To give a unique ordered identifier we will use user session variables @var. These are maintain within the scope of the user session only and are particularly good at keeping track of field values between queries and also within queries as we shall soon see.

We have a table that contains an event_id and prize money fields. We want to order the information by event_id and by prize money descending. We also want to introduce a position field which contains the position of the row within the returned query set of rows.

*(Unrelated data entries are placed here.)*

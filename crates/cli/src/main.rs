//! Chequéalo CLI - Database migrations and role management.
//!
//! # Usage
//!
//! ```bash
//! # Apply site database migrations
//! chq-cli migrate
//!
//! # Make someone an administrator
//! chq-cli role grant -e admin@chequealo.do -r admin
//!
//! # Show someone's roles
//! chq-cli role list -e admin@chequealo.do
//! ```

#![cfg_attr(not(test), forbid(unsafe_code))]

use clap::{Parser, Subcommand};

mod commands;

#[derive(Parser)]
#[command(name = "chq-cli")]
#[command(author, version, about = "Chequéalo RD CLI tools")]
struct Cli {
    #[command(subcommand)]
    command: Commands,
}

#[derive(Subcommand)]
enum Commands {
    /// Apply database migrations
    Migrate,
    /// Manage user roles
    Role {
        #[command(subcommand)]
        action: RoleAction,
    },
}

#[derive(Subcommand)]
enum RoleAction {
    /// Grant a role
    Grant {
        /// User email address
        #[arg(short, long)]
        email: String,

        /// Role (`admin`, `owner`, `user`)
        #[arg(short, long)]
        role: String,
    },
    /// Revoke a role
    Revoke {
        /// User email address
        #[arg(short, long)]
        email: String,

        /// Role (`admin`, `owner`, `user`)
        #[arg(short, long)]
        role: String,
    },
    /// List a user's roles
    List {
        /// User email address
        #[arg(short, long)]
        email: String,
    },
}

#[tokio::main]
async fn main() {
    tracing_subscriber::fmt::init();

    let cli = Cli::parse();

    if let Err(e) = run(cli).await {
        tracing::error!("Command failed: {e}");
        std::process::exit(1);
    }
}

async fn run(cli: Cli) -> Result<(), commands::CommandError> {
    match cli.command {
        Commands::Migrate => commands::migrate::run().await?,
        Commands::Role { action } => match action {
            RoleAction::Grant { email, role } => commands::role::grant(&email, &role).await?,
            RoleAction::Revoke { email, role } => commands::role::revoke(&email, &role).await?,
            RoleAction::List { email } => commands::role::list(&email).await?,
        },
    }
    Ok(())
}

#[cfg(test)]
mod tests {
    use super::*;
    use clap::CommandFactory;

    #[test]
    fn test_cli_definition_is_valid() {
        Cli::command().debug_assert();
    }

    #[test]
    fn test_parses_role_grant() {
        let cli = Cli::try_parse_from(["chq-cli", "role", "grant", "-e", "a@b.do", "-r", "admin"])
            .unwrap_or_else(|e| panic!("{e}"));
        assert!(matches!(
            cli.command,
            Commands::Role {
                action: RoleAction::Grant { .. }
            }
        ));
    }
}
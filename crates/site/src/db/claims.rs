//! Ownership claim requests.
//!
//! Transitions are only ever `pending -> approved` or `pending -> rejected`.
//! Approval is one transaction holding a row lock on the request; rejection
//! is a single conditional update.

use sqlx::PgPool;
use tracing::instrument;

use chequealo_core::{ClaimRequestId, Decision, RequestStatus, ShopId, UserId};

use super::{RepositoryError, not_pending};
use crate::models::{ClaimRequest, ClaimWithShop, NewClaim};

const CLAIM_COLUMNS: &str = "id, shop_id, user_id, owner_name, email, phone, role_type, verification_proof, status, admin_notes, created_at, updated_at";

/// Repository for `directory.shop_claim_request`.
pub struct ClaimRepository<'a> {
    pool: &'a PgPool,
}

impl<'a> ClaimRepository<'a> {
    #[must_use]
    pub const fn new(pool: &'a PgPool) -> Self {
        Self { pool }
    }

    /// File a new pending claim.
    ///
    /// # Errors
    ///
    /// Returns `RepositoryError::Conflict` if the user already has a pending
    /// claim on this shop.
    /// Returns `RepositoryError::Database` for other database errors.
    #[instrument(skip(self, claim), fields(shop_id = %shop_id, user_id = %user_id))]
    pub async fn create(
        &self,
        shop_id: ShopId,
        user_id: UserId,
        claim: &NewClaim,
    ) -> Result<ClaimRequest, RepositoryError> {
        let request = sqlx::query_as::<_, ClaimRequest>(&format!(
            r"
            INSERT INTO directory.shop_claim_request
                (shop_id, user_id, owner_name, email, phone, role_type, verification_proof)
            VALUES ($1, $2, $3, $4, $5, $6, $7)
            RETURNING {CLAIM_COLUMNS}
            "
        ))
        .bind(shop_id)
        .bind(user_id)
        .bind(&claim.owner_name)
        .bind(&claim.email)
        .bind(&claim.phone)
        .bind(claim.role_type)
        .bind(claim.verification_proof.as_deref())
        .fetch_one(self.pool)
        .await
        .map_err(|e| RepositoryError::from_unique(e, "pending claim already exists"))?;

        Ok(request)
    }

    /// Get a claim by id.
    ///
    /// # Errors
    ///
    /// Returns `RepositoryError::Database` if the query fails.
    pub async fn get(&self, id: ClaimRequestId) -> Result<Option<ClaimRequest>, RepositoryError> {
        let request = sqlx::query_as::<_, ClaimRequest>(&format!(
            "SELECT {CLAIM_COLUMNS} FROM directory.shop_claim_request WHERE id = $1"
        ))
        .bind(id)
        .fetch_optional(self.pool)
        .await?;

        Ok(request)
    }

    /// The user's pending claim on a shop, if any.
    ///
    /// # Errors
    ///
    /// Returns `RepositoryError::Database` if the query fails.
    pub async fn pending_for(
        &self,
        shop_id: ShopId,
        user_id: UserId,
    ) -> Result<Option<ClaimRequest>, RepositoryError> {
        let request = sqlx::query_as::<_, ClaimRequest>(&format!(
            r"
            SELECT {CLAIM_COLUMNS} FROM directory.shop_claim_request
            WHERE shop_id = $1 AND user_id = $2 AND status = 'pending'
            "
        ))
        .bind(shop_id)
        .bind(user_id)
        .fetch_optional(self.pool)
        .await?;

        Ok(request)
    }

    /// The user's most recent rejected claim on a shop, if any.
    ///
    /// # Errors
    ///
    /// Returns `RepositoryError::Database` if the query fails.
    pub async fn latest_rejected_for(
        &self,
        shop_id: ShopId,
        user_id: UserId,
    ) -> Result<Option<ClaimRequest>, RepositoryError> {
        let request = sqlx::query_as::<_, ClaimRequest>(&format!(
            r"
            SELECT {CLAIM_COLUMNS} FROM directory.shop_claim_request
            WHERE shop_id = $1 AND user_id = $2 AND status = 'rejected'
            ORDER BY updated_at DESC, id DESC
            LIMIT 1
            "
        ))
        .bind(shop_id)
        .bind(user_id)
        .fetch_optional(self.pool)
        .await?;

        Ok(request)
    }

    /// Delete one of the user's own rejected claims so they can file again.
    ///
    /// Returns `false` when no rejected claim with this id belongs to the user.
    ///
    /// # Errors
    ///
    /// Returns `RepositoryError::Database` if the statement fails.
    #[instrument(skip(self), fields(claim_id = %id, user_id = %user_id))]
    pub async fn delete_rejected(
        &self,
        id: ClaimRequestId,
        user_id: UserId,
    ) -> Result<bool, RepositoryError> {
        let result = sqlx::query(
            r"
            DELETE FROM directory.shop_claim_request
            WHERE id = $1 AND user_id = $2 AND status = 'rejected'
            ",
        )
        .bind(id)
        .bind(user_id)
        .execute(self.pool)
        .await?;

        Ok(result.rows_affected() == 1)
    }

    /// Approve a pending claim and record the claimant as a verified owner.
    ///
    /// # Errors
    ///
    /// Returns `RepositoryError::NotFound` for an unknown id.
    /// Returns `RepositoryError::AlreadyResolved` if the claim is not pending.
    /// Returns `RepositoryError::Database` for other database errors.
    #[instrument(skip(self, admin_notes), fields(claim_id = %id))]
    pub async fn approve(
        &self,
        id: ClaimRequestId,
        admin_notes: Option<&str>,
    ) -> Result<ClaimRequest, RepositoryError> {
        let mut tx = self.pool.begin().await?;

        let status = sqlx::query_scalar::<_, RequestStatus>(
            "SELECT status FROM directory.shop_claim_request WHERE id = $1 FOR UPDATE",
        )
        .bind(id)
        .fetch_optional(&mut *tx)
        .await?
        .ok_or(RepositoryError::NotFound)?;

        status.resolve(Decision::Approve)?;

        sqlx::query(
            r"
            INSERT INTO directory.shop_owner (shop_id, user_id)
            SELECT shop_id, user_id FROM directory.shop_claim_request WHERE id = $1
            ON CONFLICT (shop_id, user_id) DO NOTHING
            ",
        )
        .bind(id)
        .execute(&mut *tx)
        .await?;

        let request = sqlx::query_as::<_, ClaimRequest>(&format!(
            r"
            UPDATE directory.shop_claim_request
            SET status = 'approved', admin_notes = COALESCE($2, admin_notes), updated_at = NOW()
            WHERE id = $1
            RETURNING {CLAIM_COLUMNS}
            "
        ))
        .bind(id)
        .bind(admin_notes)
        .fetch_one(&mut *tx)
        .await?;

        tx.commit().await?;

        Ok(request)
    }

    /// Reject a pending claim.
    ///
    /// # Errors
    ///
    /// Returns `RepositoryError::NotFound` for an unknown id.
    /// Returns `RepositoryError::AlreadyResolved` if the claim is not pending.
    /// Returns `RepositoryError::Database` for other database errors.
    #[instrument(skip(self, admin_notes), fields(claim_id = %id))]
    pub async fn reject(
        &self,
        id: ClaimRequestId,
        admin_notes: Option<&str>,
    ) -> Result<ClaimRequest, RepositoryError> {
        let rejected = sqlx::query_as::<_, ClaimRequest>(&format!(
            r"
            UPDATE directory.shop_claim_request
            SET status = 'rejected', admin_notes = $2, updated_at = NOW()
            WHERE id = $1 AND status = 'pending'
            RETURNING {CLAIM_COLUMNS}
            "
        ))
        .bind(id)
        .bind(admin_notes)
        .fetch_optional(self.pool)
        .await?;

        match rejected {
            Some(request) => Ok(request),
            None => Err(not_pending(self.status_of(id).await?)),
        }
    }

    async fn status_of(&self, id: ClaimRequestId) -> Result<Option<RequestStatus>, RepositoryError> {
        let status = sqlx::query_scalar::<_, RequestStatus>(
            "SELECT status FROM directory.shop_claim_request WHERE id = $1",
        )
        .bind(id)
        .fetch_optional(self.pool)
        .await?;

        Ok(status)
    }

    /// Every claim with its shop, newest first.
    ///
    /// # Errors
    ///
    /// Returns `RepositoryError::Database` if the query fails.
    pub async fn list_all(&self) -> Result<Vec<ClaimWithShop>, RepositoryError> {
        let requests = sqlx::query_as::<_, ClaimWithShop>(
            r"
            SELECT c.id, c.shop_id, c.user_id, c.owner_name, c.email, c.phone, c.role_type,
                   c.verification_proof, c.status, c.admin_notes, c.created_at, c.updated_at,
                   s.name AS shop_name, s.city AS shop_city
            FROM directory.shop_claim_request c
            JOIN directory.shop s ON s.id = c.shop_id
            ORDER BY c.created_at DESC, c.id DESC
            ",
        )
        .fetch_all(self.pool)
        .await?;

        Ok(requests)
    }

    /// Number of claims awaiting a decision.
    ///
    /// # Errors
    ///
    /// Returns `RepositoryError::Database` if the query fails.
    pub async fn count_pending(&self) -> Result<i64, RepositoryError> {
        let count = sqlx::query_scalar::<_, i64>(
            "SELECT COUNT(*) FROM directory.shop_claim_request WHERE status = 'pending'",
        )
        .fetch_one(self.pool)
        .await?;

        Ok(count)
    }
}
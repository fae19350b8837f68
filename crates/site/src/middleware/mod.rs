//! HTTP middleware stack for the site.
//!
//! # Middleware Order (bottom to top in Router)
//!
//! 1. Sentry layer (capture errors)
//! 2. `TraceLayer` (request tracing)
//! 3. Request ID (add unique ID to each request)
//! 4. Session layer (tower-sessions with `PostgreSQL` store)
//! 5. Security headers
//! 6. Rate limiting (governor, per route group)

pub mod auth;
pub mod rate_limit;
pub mod request_id;
pub mod security_headers;
pub mod session;

pub use auth::{
    OptionalAuth, OptionalCaller, RequireAuth, clear_current_user, set_current_user,
};
pub use rate_limit::{auth_rate_limiter, write_rate_limiter};
pub use request_id::request_id_middleware;
pub use security_headers::security_headers_middleware;
pub use session::create_session_layer;
//! Database migration command.
//!
//! ```bash
//! chq-cli migrate
//! ```
//!
//! Applies `crates/site/migrations/`, which also creates the session table.

use super::{CommandError, connect};

/// Run the site database migrations.
///
/// # Errors
///
/// Returns an error if the database is unreachable or a migration fails.
pub async fn run() -> Result<(), CommandError> {
    let pool = connect().await?;

    tracing::info!("Running site migrations...");
    sqlx::migrate!("../site/migrations").run(&pool).await?;

    tracing::info!("Site migrations complete!");
    Ok(())
}
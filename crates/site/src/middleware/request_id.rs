//! Request ID middleware for request tracing and correlation.
//!
//! Uses the upstream `x-request-id` when a proxy supplies one, otherwise a
//! fresh UUID v4. The id is recorded on the tracing span, tagged on the
//! Sentry scope and echoed in the response headers.

use axum::{extract::Request, http::HeaderValue, middleware::Next, response::Response};
use tracing::Span;
use uuid::Uuid;

/// The HTTP header name for request IDs.
pub const REQUEST_ID_HEADER: &str = "x-request-id";

/// Longest upstream id accepted as-is.
const MAX_UPSTREAM_ID_LENGTH: usize = 128;

/// Middleware that ensures every request has a unique request ID.
pub async fn request_id_middleware(request: Request, next: Next) -> Response {
    let request_id = request
        .headers()
        .get(REQUEST_ID_HEADER)
        .and_then(|h| h.to_str().ok())
        .filter(|id| !id.is_empty() && id.len() <= MAX_UPSTREAM_ID_LENGTH)
        .map_or_else(|| Uuid::new_v4().to_string(), String::from);

    Span::current().record("request_id", &request_id);

    sentry::configure_scope(|scope| {
        scope.set_tag("request_id", &request_id);
    });

    let mut response = next.run(request).await;

    if let Ok(value) = HeaderValue::from_str(&request_id) {
        response.headers_mut().insert(REQUEST_ID_HEADER, value);
    }

    response
}
//! Status and role enums for moderation and authorization.
//!
//! Claim and update requests share one three-state lifecycle:
//!
//! ```text
//! pending ──approve──▶ approved
//!    │
//!    └────reject────▶ rejected
//! ```
//!
//! Both resolved states are terminal. A rejected claim can be deleted by its
//! submitter so a fresh `pending` claim can be filed; that is a new row, never a
//! transition back to `pending`.

use serde::{Deserialize, Serialize};

/// Moderation status shared by claim and update requests.
#[derive(Debug, Clone, Copy, PartialEq, Eq, Hash, Serialize, Deserialize, Default)]
#[cfg_attr(feature = "postgres", derive(sqlx::Type))]
#[cfg_attr(
    feature = "postgres",
    sqlx(type_name = "directory.request_status", rename_all = "lowercase")
)]
#[serde(rename_all = "lowercase")]
pub enum RequestStatus {
    #[default]
    Pending,
    Approved,
    Rejected,
}

/// An administrator's verdict on a pending request.
#[derive(Debug, Clone, Copy, PartialEq, Eq, Hash, Serialize, Deserialize)]
#[serde(rename_all = "lowercase")]
pub enum Decision {
    Approve,
    Reject,
}

/// Attempted to resolve a request that is no longer pending.
#[derive(thiserror::Error, Debug, Clone, Copy, PartialEq, Eq)]
#[error("request already {current}")]
pub struct AlreadyResolved {
    /// The terminal status the request is in.
    pub current: RequestStatus,
}

impl RequestStatus {
    /// Apply a decision to this status.
    ///
    /// # Errors
    ///
    /// Returns [`AlreadyResolved`] when the request is already terminal; a
    /// repeated approval or rejection never re-applies anything.
    pub const fn resolve(self, decision: Decision) -> Result<Self, AlreadyResolved> {
        match (self, decision) {
            (Self::Pending, Decision::Approve) => Ok(Self::Approved),
            (Self::Pending, Decision::Reject) => Ok(Self::Rejected),
            (current, _) => Err(AlreadyResolved { current }),
        }
    }

    /// Lowercase name as stored in the database.
    #[must_use]
    pub const fn as_str(self) -> &'static str {
        match self {
            Self::Pending => "pending",
            Self::Approved => "approved",
            Self::Rejected => "rejected",
        }
    }
}

impl std::fmt::Display for RequestStatus {
    fn fmt(&self, f: &mut std::fmt::Formatter<'_>) -> std::fmt::Result {
        f.write_str(self.as_str())
    }
}

/// Relationship a claimant declares with the shop.
#[derive(Debug, Clone, Copy, PartialEq, Eq, Hash, Serialize, Deserialize, Default)]
#[cfg_attr(feature = "postgres", derive(sqlx::Type))]
#[cfg_attr(
    feature = "postgres",
    sqlx(type_name = "directory.claim_role", rename_all = "lowercase")
)]
#[serde(rename_all = "lowercase")]
pub enum ClaimRole {
    #[default]
    Owner,
    Manager,
}

/// Site-wide role used as an authorization predicate.
#[derive(Debug, Clone, Copy, PartialEq, Eq, Hash, Serialize, Deserialize)]
#[cfg_attr(feature = "postgres", derive(sqlx::Type))]
#[cfg_attr(
    feature = "postgres",
    sqlx(type_name = "directory.user_role", rename_all = "lowercase")
)]
#[serde(rename_all = "lowercase")]
pub enum UserRole {
    /// Moderates claims and update requests.
    Admin,
    /// Has at least one verified shop.
    Owner,
    /// Regular account.
    User,
}

impl std::fmt::Display for UserRole {
    fn fmt(&self, f: &mut std::fmt::Formatter<'_>) -> std::fmt::Result {
        match self {
            Self::Admin => write!(f, "admin"),
            Self::Owner => write!(f, "owner"),
            Self::User => write!(f, "user"),
        }
    }
}

impl std::str::FromStr for UserRole {
    type Err = String;

    fn from_str(s: &str) -> Result<Self, Self::Err> {
        match s {
            "admin" => Ok(Self::Admin),
            "owner" => Ok(Self::Owner),
            "user" => Ok(Self::User),
            _ => Err(format!("invalid user role: {s}")),
        }
    }
}
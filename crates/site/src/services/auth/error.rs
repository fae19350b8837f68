//! Authentication error types.

use thiserror::Error;

use crate::db::RepositoryError;

/// Errors that can occur during authentication operations.
#[derive(Debug, Error)]
pub enum AuthError {
    /// Invalid email format.
    #[error("invalid email: {0}")]
    InvalidEmail(#[from] chequealo_core::EmailError),

    /// Invalid credentials (wrong password or user not found).
    #[error("invalid credentials")]
    InvalidCredentials,

    /// User already exists.
    #[error("user already exists")]
    UserAlreadyExists,

    /// Password too weak or invalid.
    #[error("password validation failed: {0}")]
    WeakPassword(String),

    /// Repository/database error.
    #[error("database error: {0}")]
    Repository(#[from] RepositoryError),

    /// Password hashing error.
    #[error("password hashing error")]
    PasswordHash,
}
//! Authentication extractors.
//!
//! `RequireAuth` and `OptionalAuth` read the session identity; the `Caller`
//! extractors additionally load the user's roles so services can check them.

use axum::{
    extract::FromRequestParts,
    http::request::Parts,
    response::{IntoResponse, Response},
};
use tower_sessions::Session;

use crate::db::RoleRepository;
use crate::error::AppError;
use crate::models::{CurrentUser, session::keys};
use crate::services::Caller;
use crate::state::AppState;

/// Extractor that requires a logged-in user.
///
/// # Example
///
/// ```rust,ignore
/// async fn protected_handler(
///     RequireAuth(user): RequireAuth,
/// ) -> impl IntoResponse {
///     format!("Hola, {}!", user.email)
/// }
/// ```
pub struct RequireAuth(pub CurrentUser);

/// Rejection when a request carries no logged-in user.
pub struct AuthRejection;

impl IntoResponse for AuthRejection {
    fn into_response(self) -> Response {
        AppError::Unauthorized("no session user".to_string()).into_response()
    }
}

async fn session_user(parts: &Parts) -> Option<CurrentUser> {
    let session = parts.extensions.get::<Session>()?;
    session
        .get::<CurrentUser>(keys::CURRENT_USER)
        .await
        .ok()
        .flatten()
}

impl<S> FromRequestParts<S> for RequireAuth
where
    S: Send + Sync,
{
    type Rejection = AuthRejection;

    async fn from_request_parts(parts: &mut Parts, _state: &S) -> Result<Self, Self::Rejection> {
        session_user(parts).await.map(Self).ok_or(AuthRejection)
    }
}

/// Extractor that optionally gets the current user.
///
/// Unlike `RequireAuth`, this does not reject anonymous requests.
pub struct OptionalAuth(pub Option<CurrentUser>);

impl<S> FromRequestParts<S> for OptionalAuth
where
    S: Send + Sync,
{
    type Rejection = std::convert::Infallible;

    async fn from_request_parts(parts: &mut Parts, _state: &S) -> Result<Self, Self::Rejection> {
        Ok(Self(session_user(parts).await))
    }
}

async fn load_caller(state: &AppState, user: &CurrentUser) -> Result<Caller, AppError> {
    let roles = RoleRepository::new(state.pool()).roles_for(user.id).await?;
    Ok(Caller::new(user.id, roles))
}

/// The logged-in user with the roles granted right now.
impl FromRequestParts<AppState> for Caller {
    type Rejection = Response;

    async fn from_request_parts(
        parts: &mut Parts,
        state: &AppState,
    ) -> Result<Self, Self::Rejection> {
        let RequireAuth(user) = RequireAuth::from_request_parts(parts, state)
            .await
            .map_err(IntoResponse::into_response)?;
        load_caller(state, &user)
            .await
            .map_err(IntoResponse::into_response)
    }
}

/// A `Caller` when someone is logged in, `None` for anonymous visitors.
pub struct OptionalCaller(pub Option<Caller>);

impl FromRequestParts<AppState> for OptionalCaller {
    type Rejection = Response;

    async fn from_request_parts(
        parts: &mut Parts,
        state: &AppState,
    ) -> Result<Self, Self::Rejection> {
        let Ok(OptionalAuth(user)) = OptionalAuth::from_request_parts(parts, state).await;
        match user {
            Some(user) => load_caller(state, &user)
                .await
                .map(|caller| Self(Some(caller)))
                .map_err(IntoResponse::into_response),
            None => Ok(Self(None)),
        }
    }
}

/// Helper to set the current user in the session.
///
/// The session id is cycled first so a pre-login id cannot be reused.
///
/// # Errors
///
/// Returns an error if the session cannot be modified.
pub async fn set_current_user(
    session: &Session,
    user: &CurrentUser,
) -> Result<(), tower_sessions::session::Error> {
    session.cycle_id().await?;
    session.insert(keys::CURRENT_USER, user).await
}

/// Helper to clear the session on logout, including any location fix.
///
/// # Errors
///
/// Returns an error if the session cannot be modified.
pub async fn clear_current_user(session: &Session) -> Result<(), tower_sessions::session::Error> {
    session.flush().await
}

mysql> select money, event_id from prize order by event_id, money desc;
+-------+----------+
| money | event_id |
+-------+----------+
|   120 |      101 | 
|    60 |      101 | 
|    30 |      101 | 
|    10 |      102 | 
|     5 |      102 | 
|     2 |      102 | 
|   100 |      103 | 
|    60 |      103 | 
|    40 |      103 | 
|  1000 |      401 | 
+-------+----------+
10 rows in set (0.00 sec)

From this we have correctly ordered the rows but we are missing the position field. In this case we need to set the user session variable and this will be used within our query as follows:

mysql> set @position = 0;
Query OK, 0 rows affected (0.00 sec)

mysql> select money, event_id, @position:=@position+1 as position from prize order by event_id, money desc;
+-------+----------+----------+
| money | event_id | position |
+-------+----------+----------+
|   120 |      101 |        1 | 
|    60 |      101 |        2 | 
|    30 |      101 |        3 | 
|    10 |      102 |        4 | 
|     5 |      102 |        5 | 
|     2 |      102 |        6 | 
|   100 |      103 |        7 | 
|    60 |      103 |        8 | 
|    40 |      103 |        9 | 
|  1000 |      401 |       10 | 
+-------+----------+----------+
10 rows in set (0.00 sec)

Be aware that if you re-run the query you need to reset the value of @position back to 0 otherwise the next number returned will be 11 in this case.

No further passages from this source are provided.